_WHAT YOU WILL DO_.
Searching the material below, find each line that includes the word "NoMatchingMedia", and copy it.

○ ○ ○

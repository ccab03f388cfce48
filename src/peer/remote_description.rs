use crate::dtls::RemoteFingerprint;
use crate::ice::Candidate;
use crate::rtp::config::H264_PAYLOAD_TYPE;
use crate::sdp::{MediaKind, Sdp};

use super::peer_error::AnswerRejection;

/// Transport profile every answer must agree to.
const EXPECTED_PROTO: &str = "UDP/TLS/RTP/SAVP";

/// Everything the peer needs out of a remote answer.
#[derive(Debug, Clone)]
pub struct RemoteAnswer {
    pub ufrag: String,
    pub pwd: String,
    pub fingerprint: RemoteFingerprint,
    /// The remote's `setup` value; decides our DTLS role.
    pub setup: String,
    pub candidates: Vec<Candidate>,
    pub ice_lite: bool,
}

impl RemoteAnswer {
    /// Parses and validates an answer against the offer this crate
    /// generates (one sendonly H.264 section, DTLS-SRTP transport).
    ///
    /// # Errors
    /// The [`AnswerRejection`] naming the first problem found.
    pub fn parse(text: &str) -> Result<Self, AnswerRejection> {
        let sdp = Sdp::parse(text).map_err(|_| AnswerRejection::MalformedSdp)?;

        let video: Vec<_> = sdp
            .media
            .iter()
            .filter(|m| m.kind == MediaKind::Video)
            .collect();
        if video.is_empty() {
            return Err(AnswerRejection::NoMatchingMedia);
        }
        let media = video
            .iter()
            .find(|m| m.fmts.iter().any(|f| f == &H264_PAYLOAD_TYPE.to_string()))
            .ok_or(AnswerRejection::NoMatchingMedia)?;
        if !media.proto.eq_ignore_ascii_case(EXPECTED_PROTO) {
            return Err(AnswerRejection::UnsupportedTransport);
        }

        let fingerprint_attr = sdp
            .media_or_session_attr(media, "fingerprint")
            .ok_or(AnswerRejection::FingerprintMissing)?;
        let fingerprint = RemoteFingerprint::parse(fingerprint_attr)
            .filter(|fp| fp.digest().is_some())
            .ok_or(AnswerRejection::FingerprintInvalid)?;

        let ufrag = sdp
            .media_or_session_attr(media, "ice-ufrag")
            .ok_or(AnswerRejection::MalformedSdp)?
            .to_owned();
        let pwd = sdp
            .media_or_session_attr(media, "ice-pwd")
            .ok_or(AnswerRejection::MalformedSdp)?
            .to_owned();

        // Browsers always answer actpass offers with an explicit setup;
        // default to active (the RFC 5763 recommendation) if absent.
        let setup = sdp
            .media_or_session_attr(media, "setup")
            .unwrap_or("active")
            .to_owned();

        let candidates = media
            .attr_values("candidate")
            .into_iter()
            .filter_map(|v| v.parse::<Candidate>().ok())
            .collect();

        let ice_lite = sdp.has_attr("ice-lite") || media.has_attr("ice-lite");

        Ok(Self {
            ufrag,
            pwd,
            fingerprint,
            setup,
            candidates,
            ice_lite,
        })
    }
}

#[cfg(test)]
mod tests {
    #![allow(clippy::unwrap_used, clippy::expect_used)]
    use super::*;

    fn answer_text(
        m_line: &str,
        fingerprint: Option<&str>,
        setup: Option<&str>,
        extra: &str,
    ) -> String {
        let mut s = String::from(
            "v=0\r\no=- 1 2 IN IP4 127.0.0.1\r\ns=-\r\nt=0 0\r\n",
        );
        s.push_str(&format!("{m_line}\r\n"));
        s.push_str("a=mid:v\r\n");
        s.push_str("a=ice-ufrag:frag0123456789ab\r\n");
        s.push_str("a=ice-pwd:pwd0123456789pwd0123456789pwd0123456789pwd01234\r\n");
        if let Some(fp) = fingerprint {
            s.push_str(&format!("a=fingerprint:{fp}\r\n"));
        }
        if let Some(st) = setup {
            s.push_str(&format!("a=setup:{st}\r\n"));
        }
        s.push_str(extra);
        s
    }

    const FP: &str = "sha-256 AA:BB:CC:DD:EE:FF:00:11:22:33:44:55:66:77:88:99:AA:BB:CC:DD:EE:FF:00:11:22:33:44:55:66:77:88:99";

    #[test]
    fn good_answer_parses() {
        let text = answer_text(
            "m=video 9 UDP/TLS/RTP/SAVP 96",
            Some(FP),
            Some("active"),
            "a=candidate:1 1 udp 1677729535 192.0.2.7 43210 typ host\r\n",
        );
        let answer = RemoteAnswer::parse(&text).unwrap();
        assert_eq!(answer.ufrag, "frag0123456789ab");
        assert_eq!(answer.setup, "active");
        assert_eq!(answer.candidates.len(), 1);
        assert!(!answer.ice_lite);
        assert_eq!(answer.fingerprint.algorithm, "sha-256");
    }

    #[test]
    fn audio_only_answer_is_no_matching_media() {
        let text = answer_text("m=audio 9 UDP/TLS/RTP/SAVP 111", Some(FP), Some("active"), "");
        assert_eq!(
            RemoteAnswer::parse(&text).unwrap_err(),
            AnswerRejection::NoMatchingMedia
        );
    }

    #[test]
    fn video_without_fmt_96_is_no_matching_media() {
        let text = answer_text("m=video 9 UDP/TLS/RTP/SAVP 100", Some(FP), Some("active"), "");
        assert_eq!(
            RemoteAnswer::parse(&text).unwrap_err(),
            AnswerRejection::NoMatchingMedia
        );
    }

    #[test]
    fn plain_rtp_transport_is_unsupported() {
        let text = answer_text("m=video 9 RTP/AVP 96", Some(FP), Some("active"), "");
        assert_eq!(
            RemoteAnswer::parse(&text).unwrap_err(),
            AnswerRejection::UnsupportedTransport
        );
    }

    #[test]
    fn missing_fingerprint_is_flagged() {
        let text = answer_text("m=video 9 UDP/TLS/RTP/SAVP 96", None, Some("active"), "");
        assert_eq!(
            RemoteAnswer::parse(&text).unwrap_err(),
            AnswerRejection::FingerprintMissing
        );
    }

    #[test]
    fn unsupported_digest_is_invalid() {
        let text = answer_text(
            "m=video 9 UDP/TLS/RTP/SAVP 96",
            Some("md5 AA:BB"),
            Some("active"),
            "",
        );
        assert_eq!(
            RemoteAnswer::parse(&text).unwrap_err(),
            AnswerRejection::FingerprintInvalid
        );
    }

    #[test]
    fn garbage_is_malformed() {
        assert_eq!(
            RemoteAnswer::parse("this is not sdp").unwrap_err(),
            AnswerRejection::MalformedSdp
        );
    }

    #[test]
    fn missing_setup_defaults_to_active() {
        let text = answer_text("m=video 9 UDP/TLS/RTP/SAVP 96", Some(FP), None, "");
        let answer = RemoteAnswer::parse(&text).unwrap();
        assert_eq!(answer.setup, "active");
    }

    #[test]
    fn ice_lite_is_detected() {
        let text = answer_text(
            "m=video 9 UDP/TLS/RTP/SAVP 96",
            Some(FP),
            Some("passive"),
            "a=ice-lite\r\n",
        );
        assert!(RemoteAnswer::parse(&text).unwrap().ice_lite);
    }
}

○ ○ ○

_RESPONSE TO THIS EXERCISE_.
            return Err(AnswerRejection::NoMatchingMedia);
            .ok_or(AnswerRejection::NoMatchingMedia)?;
            AnswerRejection::NoMatchingMedia
            AnswerRejection::NoMatchingMedia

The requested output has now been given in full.